_TASK INSTRUCTIONS_
Pick every line from the data below that contains the string "Returns" and copy it.

Stored items:

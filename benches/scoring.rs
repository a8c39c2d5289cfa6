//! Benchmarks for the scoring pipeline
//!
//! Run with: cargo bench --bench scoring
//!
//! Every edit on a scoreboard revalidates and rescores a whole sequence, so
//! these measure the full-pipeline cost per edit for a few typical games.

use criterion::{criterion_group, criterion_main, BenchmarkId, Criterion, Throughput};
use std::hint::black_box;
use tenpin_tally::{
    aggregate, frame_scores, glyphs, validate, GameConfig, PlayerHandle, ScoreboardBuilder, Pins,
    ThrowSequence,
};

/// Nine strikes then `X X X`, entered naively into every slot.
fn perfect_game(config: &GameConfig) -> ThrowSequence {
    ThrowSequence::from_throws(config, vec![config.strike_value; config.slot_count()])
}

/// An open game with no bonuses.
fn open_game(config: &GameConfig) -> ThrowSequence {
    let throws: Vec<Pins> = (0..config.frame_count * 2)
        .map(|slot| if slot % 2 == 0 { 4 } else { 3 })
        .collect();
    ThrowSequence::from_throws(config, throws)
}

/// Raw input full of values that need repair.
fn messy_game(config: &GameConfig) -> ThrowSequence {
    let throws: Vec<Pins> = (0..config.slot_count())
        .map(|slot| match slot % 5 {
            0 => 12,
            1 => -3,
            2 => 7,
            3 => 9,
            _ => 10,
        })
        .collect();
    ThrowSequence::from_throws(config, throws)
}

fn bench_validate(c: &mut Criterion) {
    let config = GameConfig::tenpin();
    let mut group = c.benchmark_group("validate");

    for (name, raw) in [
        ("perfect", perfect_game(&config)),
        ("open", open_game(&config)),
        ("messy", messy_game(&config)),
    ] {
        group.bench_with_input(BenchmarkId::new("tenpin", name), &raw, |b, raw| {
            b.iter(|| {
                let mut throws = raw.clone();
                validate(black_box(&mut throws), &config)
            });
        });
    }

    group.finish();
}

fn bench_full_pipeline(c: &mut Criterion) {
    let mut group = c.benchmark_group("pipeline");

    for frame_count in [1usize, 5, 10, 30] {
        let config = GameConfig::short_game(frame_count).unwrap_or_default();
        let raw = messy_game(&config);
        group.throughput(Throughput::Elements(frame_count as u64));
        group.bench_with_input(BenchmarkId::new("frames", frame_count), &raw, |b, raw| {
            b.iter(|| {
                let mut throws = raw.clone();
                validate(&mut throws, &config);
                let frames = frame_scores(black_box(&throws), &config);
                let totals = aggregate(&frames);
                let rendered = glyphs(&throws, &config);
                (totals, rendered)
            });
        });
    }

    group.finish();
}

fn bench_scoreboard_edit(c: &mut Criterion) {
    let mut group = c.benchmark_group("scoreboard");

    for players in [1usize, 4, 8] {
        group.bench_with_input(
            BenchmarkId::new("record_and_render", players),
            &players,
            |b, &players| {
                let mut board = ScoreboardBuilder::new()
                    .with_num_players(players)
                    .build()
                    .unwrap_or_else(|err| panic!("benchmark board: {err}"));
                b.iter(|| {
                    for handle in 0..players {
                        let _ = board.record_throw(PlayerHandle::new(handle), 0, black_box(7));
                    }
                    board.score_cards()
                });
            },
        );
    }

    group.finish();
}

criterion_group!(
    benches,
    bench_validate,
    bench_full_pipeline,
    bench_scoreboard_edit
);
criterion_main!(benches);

==

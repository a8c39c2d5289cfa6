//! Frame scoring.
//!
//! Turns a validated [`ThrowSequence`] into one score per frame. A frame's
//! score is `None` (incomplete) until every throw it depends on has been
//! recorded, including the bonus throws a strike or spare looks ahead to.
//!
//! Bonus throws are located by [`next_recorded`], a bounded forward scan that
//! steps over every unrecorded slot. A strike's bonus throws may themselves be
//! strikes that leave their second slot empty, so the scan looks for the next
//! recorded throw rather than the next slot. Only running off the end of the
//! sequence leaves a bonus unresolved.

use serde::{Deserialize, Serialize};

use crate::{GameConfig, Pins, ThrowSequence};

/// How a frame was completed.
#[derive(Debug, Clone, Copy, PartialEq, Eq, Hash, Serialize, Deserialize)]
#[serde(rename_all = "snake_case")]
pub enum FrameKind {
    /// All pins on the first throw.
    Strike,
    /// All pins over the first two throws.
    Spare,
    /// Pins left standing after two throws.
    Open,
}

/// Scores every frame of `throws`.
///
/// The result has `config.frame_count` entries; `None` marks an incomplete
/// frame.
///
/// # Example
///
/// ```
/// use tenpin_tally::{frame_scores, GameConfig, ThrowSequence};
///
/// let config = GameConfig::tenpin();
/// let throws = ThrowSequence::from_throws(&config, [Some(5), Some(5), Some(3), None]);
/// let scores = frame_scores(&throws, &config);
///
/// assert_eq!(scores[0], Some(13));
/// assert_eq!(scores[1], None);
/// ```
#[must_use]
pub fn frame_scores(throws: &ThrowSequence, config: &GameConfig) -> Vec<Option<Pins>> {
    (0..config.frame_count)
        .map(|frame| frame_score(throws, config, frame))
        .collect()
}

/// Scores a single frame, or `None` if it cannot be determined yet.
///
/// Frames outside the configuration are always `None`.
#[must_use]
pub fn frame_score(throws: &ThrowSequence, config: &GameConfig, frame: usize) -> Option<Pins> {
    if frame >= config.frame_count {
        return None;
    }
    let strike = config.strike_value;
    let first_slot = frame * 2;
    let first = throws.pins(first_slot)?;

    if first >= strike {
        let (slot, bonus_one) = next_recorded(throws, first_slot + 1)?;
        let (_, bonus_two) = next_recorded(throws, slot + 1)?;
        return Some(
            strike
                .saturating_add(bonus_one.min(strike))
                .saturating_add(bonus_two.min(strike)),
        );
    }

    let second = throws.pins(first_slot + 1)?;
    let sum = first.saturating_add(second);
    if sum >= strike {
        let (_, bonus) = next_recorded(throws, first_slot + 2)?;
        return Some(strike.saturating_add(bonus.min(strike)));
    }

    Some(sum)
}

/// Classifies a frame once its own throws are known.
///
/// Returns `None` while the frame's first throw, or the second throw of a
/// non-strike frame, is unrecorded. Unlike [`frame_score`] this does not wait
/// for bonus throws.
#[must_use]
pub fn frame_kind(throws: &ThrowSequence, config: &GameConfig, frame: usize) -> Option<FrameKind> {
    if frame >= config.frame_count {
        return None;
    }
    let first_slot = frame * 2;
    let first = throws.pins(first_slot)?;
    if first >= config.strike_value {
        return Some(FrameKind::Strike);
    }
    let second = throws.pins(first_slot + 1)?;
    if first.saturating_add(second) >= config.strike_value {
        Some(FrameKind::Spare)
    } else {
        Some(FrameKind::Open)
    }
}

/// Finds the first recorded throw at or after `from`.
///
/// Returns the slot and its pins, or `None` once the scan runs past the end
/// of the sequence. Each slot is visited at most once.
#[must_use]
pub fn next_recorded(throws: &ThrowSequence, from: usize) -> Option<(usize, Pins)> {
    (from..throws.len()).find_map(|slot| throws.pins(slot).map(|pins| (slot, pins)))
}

---

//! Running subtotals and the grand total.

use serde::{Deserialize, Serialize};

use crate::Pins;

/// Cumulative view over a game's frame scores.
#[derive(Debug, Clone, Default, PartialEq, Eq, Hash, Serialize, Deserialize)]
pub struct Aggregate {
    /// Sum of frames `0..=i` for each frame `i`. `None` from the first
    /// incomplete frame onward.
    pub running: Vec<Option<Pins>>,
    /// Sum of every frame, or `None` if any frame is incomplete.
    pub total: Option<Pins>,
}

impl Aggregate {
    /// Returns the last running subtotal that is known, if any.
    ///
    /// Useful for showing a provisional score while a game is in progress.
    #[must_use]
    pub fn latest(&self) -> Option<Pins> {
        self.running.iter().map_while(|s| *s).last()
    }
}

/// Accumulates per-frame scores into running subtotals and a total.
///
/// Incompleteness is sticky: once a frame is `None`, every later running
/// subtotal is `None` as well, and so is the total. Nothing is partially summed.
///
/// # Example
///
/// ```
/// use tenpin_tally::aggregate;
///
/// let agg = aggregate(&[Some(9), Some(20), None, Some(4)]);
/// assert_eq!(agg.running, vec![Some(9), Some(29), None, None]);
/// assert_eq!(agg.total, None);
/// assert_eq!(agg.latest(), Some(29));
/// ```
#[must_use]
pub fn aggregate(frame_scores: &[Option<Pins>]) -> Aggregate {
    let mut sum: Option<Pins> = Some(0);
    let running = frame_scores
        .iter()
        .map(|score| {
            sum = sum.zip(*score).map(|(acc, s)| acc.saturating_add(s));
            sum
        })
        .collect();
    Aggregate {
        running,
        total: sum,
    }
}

_COMPLETED EXERCISE_
/// Returns `None` while the frame's first throw, or the second throw of a
/// Returns the slot and its pins, or `None` once the scan runs past the end
    /// Returns the last running subtotal that is known, if any.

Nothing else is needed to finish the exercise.